Gmünds Haushalt fürs Jahr 2017 steht – mit 184 Millionen Euro

Bildschirmfoto 2016-04-27 um 22.09.56Finanzen Die Stadträte diskutieren einmal mehr kontrovers, ob Reinigungskräfte wieder komplett von der Stadt beschäftigt werden sollen oder nicht.

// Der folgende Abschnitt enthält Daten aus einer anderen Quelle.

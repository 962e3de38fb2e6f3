//! Locator over a mirrored directory of term JSON files.

use crate::error::{LocateError, LocateResult};
use crate::traits::Locator;
use async_trait::async_trait;
use std::path::{Path, PathBuf};
use zg_core::{TermId, TermOrigin, TermRecord};

/// Finds term records by file stem under a mirror directory.
///
/// The directory is indexed once, at construction. A term matches a file
/// whose stem equals the trimmed id; when no stem matches exactly, the first
/// case-insensitive match wins.
#[derive(Debug, Clone)]
pub struct MirrorLocator {
    root: PathBuf,
    files: Vec<PathBuf>,
}

impl MirrorLocator {
    /// Index every `*.json` file below `root`.
    ///
    /// A missing directory yields an empty index.
    pub fn open(root: impl Into<PathBuf>) -> LocateResult<Self> {
        let root = root.into();
        if !root.is_dir() {
            log::warn!(
                "Mirror directory {} does not exist, mirror lookups will miss",
                root.display()
            );
            return Ok(Self {
                root,
                files: Vec::new(),
            });
        }

        let pattern = format!(
            "{}/**/*.json",
            glob::Pattern::escape(&root.to_string_lossy())
        );
        let entries = glob::glob(&pattern).map_err(|e| LocateError::InvalidPattern {
            pattern: pattern.clone(),
            message: e.to_string(),
        })?;

        let mut files: Vec<PathBuf> = entries
            .filter_map(|entry| match entry {
                Ok(path) if path.is_file() => Some(path),
                Ok(_) => None,
                Err(e) => {
                    log::warn!("Skipping unreadable mirror entry: {}", e);
                    None
                }
            })
            .collect();
        files.sort();

        log::debug!("Indexed {} term files under {}", files.len(), root.display());
        Ok(Self { root, files })
    }

    /// Mirror directory
    pub fn root(&self) -> &Path {
        &self.root
    }

    /// Number of indexed files
    pub fn len(&self) -> usize {
        self.files.len()
    }

    /// Whether the index is empty
    pub fn is_empty(&self) -> bool {
        self.files.is_empty()
    }

    /// Path of the file holding `term`, if any.
    pub fn find(&self, term: &str) -> Option<&Path> {
        let term = term.trim();
        if term.is_empty() {
            return None;
        }

        let stem = |path: &PathBuf| {
            path.file_stem()
                .map(|s| s.to_string_lossy().into_owned())
                .unwrap_or_default()
        };

        self.files
            .iter()
            .find(|path| stem(path) == term)
            .or_else(|| {
                let lowered = term.to_lowercase();
                self.files
                    .iter()
                    .find(|path| stem(path).to_lowercase() == lowered)
            })
            .map(PathBuf::as_path)
    }
}

#[async_trait]
impl Locator for MirrorLocator {
    async fn fetch(&self, id: &TermId) -> LocateResult<Option<TermRecord>> {
        let Some(path) = self.find(id) else {
            return Ok(None);
        };

        let content = tokio::fs::read_to_string(path)
            .await
            .map_err(|source| LocateError::Io {
                path: path.display().to_string(),
                source,
            })?;
        let body = serde_json::from_str(&content).map_err(|source| LocateError::MalformedJson {
            path: path.display().to_string(),
            source,
        })?;

        log::debug!("Found term {} in mirror at {}", id, path.display());
        Ok(Some(
            TermRecord::new(id.clone(), TermOrigin::Mirror, body)
                .with_display_name(path.display().to_string()),
        ))
    }

    fn name(&self) -> &'static str {
        "mirror"
    }
}

#[cfg(test)]
#[path = "mirror_test.rs"]
mod tests;
use super::*;
use serde_json::json;

#[test]
fn test_term_query_escapes_quotes() {
    assert_eq!(
        term_query("O'Brien feed"),
        "from AtlasGlossaryTerm where name = 'O''Brien feed'"
    );
}

#[test]
fn test_first_hit_prefers_attribute_name() {
    let payload = json!({
        "entities": [
            {"guid": "g-1", "displayText": "shown", "attributes": {"name": "ING_VENTAS"}},
            {"guid": "g-2"}
        ]
    });
    let hit = first_hit(&payload, "fallback").unwrap();
    assert_eq!(hit.guid, "g-1");
    assert_eq!(hit.name, "ING_VENTAS");
}

#[test]
fn test_first_hit_name_fallbacks() {
    let display = json!({"entities": [{"guid": "g", "displayText": "shown"}]});
    assert_eq!(first_hit(&display, "term").unwrap().name, "shown");

    let bare = json!({"entities": [{"guid": "g"}]});
    assert_eq!(first_hit(&bare, "term").unwrap().name, "term");
}

#[test]
fn test_first_hit_requires_guid() {
    assert!(first_hit(&json!({"entities": []}), "t").is_none());
    assert!(first_hit(&json!({}), "t").is_none());
    assert!(first_hit(&json!({"entities": [{"guid": ""}]}), "t").is_none());
}

#[test]
fn test_classification_list_shapes() {
    let wrapped = json!({"list": [{"typeName": "A"}, "junk", {"typeName": "B"}]});
    assert_eq!(classification_list(&wrapped).len(), 2);

    let bare = json!([{"typeName": "A"}]);
    assert_eq!(classification_list(&bare).len(), 1);

    assert!(classification_list(&json!({"other": 1})).is_empty());
    assert!(classification_list(&json!("nope")).is_empty());
}

#[test]
fn test_merge_prefers_fetched_classifications() {
    let mut entity = json!({"classifications": [{"typeName": "Embedded"}]});
    merge_classifications(&mut entity, vec![json!({"typeName": "Fetched"})]);
    assert_eq!(entity["classifications"][0]["typeName"], "Fetched");
}

#[test]
fn test_merge_keeps_embedded_when_fetch_empty() {
    let mut entity = json!({"classifications": [{"typeName": "Embedded"}]});
    merge_classifications(&mut entity, Vec::new());
    assert_eq!(entity["classifications"][0]["typeName"], "Embedded");

    let mut bare = json!({"guid": "g"});
    merge_classifications(&mut bare, Vec::new());
    assert_eq!(bare["classifications"], json!([]));
}

#[test]
fn test_base_url_trailing_slash_trimmed() {
    let locator =
        AtlasLocator::new("http://atlas:21000/api/atlas/v2/", None, Duration::from_secs(5)).unwrap();
    assert_eq!(locator.base_url(), "http://atlas:21000/api/atlas/v2");
    assert_eq!(locator.name(), "atlas");
}

#[test]
fn test_credentials_debug_hides_password() {
    let creds = AtlasCredentials {
        username: "svc".to_string(),
        password: "s3cret".to_string(),
    };
    let shown = format!("{:?}", creds);
    assert!(shown.contains("svc"));
    assert!(!shown.contains("s3cret"));
}

#[tokio::test]
async fn test_unreachable_catalog_is_network_error() {
    let locator = AtlasLocator::new("http://127.0.0.1:9", None, Duration::from_secs(2)).unwrap();
    let err = locator.fetch(&TermId::new("ANY")).await.unwrap_err();
    assert!(matches!(err, LocateError::Network(_)));
}

#[tokio::test]
async fn test_blank_term_is_miss_without_request() {
    let locator = AtlasLocator::new("http://127.0.0.1:9", None, Duration::from_secs(2)).unwrap();
    assert!(locator.fetch(&TermId::new("   ")).await.unwrap().is_none());
}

Vor der Abstimmung diskutierten die Stadträte noch offene Themen. Bei der Digitalisierung des Gemeinderates sollen die Stadträte für eine dreimonatige Testphase Laptops bekommen. Diese ersetzen Papiervorlagen für die Sitzungen. Dafür gab’s Zustimmung. Das zweite Thema: Die Linken hatten beantragt, dass die Reinigungskräfte wieder komplett von der Stadt selbst und nicht von Fremdfirmen beschäftigt werden. Dies bedeutet Mehrkosten in Höhe von 840 000 Euro, sagte dazu die Stadtverwaltung. Sie betonte, 52 Prozent der städtischen Gebäudeflächen würden zurzeit durch eigene, 48 Prozent durch fremde Kräfte gereinigt. Linke-Sprecher Fritz wies nochmal darauf hin, dass eigenes Personal 14 Euro in der Stunde bekomme, Fremdpersonal 10 Euro in der Stunde. Die Stadt strenge sich an, das Verhältnis 52 zu 48 Prozent zu wahren, sagte dazu OB Richard Arnold. Zudem wolle sie Ausbildungsplätze für Gebäudereiniger schaffen, die nach der Ausbildung bei der Stadt blieben. Dies war den Linken zu wenig. Und den Grünen. Sie unterstützten den Antrag der Linken. Teile der SPD und der Bürgerliste ebenso. Werner Nussbaum (BL) wies auf die soziale Verantwortung der Stadt hin. Sigrid Heusel (SPD) erwartete ein „verantwortungsvolles Umgehen“ der Verwaltung mit diesem Thema: dass zum Beispiel Reinigungslose auch tatsächlich in vorgegebener Zeit zu bewältigen seien. Der Antrag der Linken wurde bei drei Enthaltungen mit 28 Nein- und zehn Ja-Stimmen abgelehnt.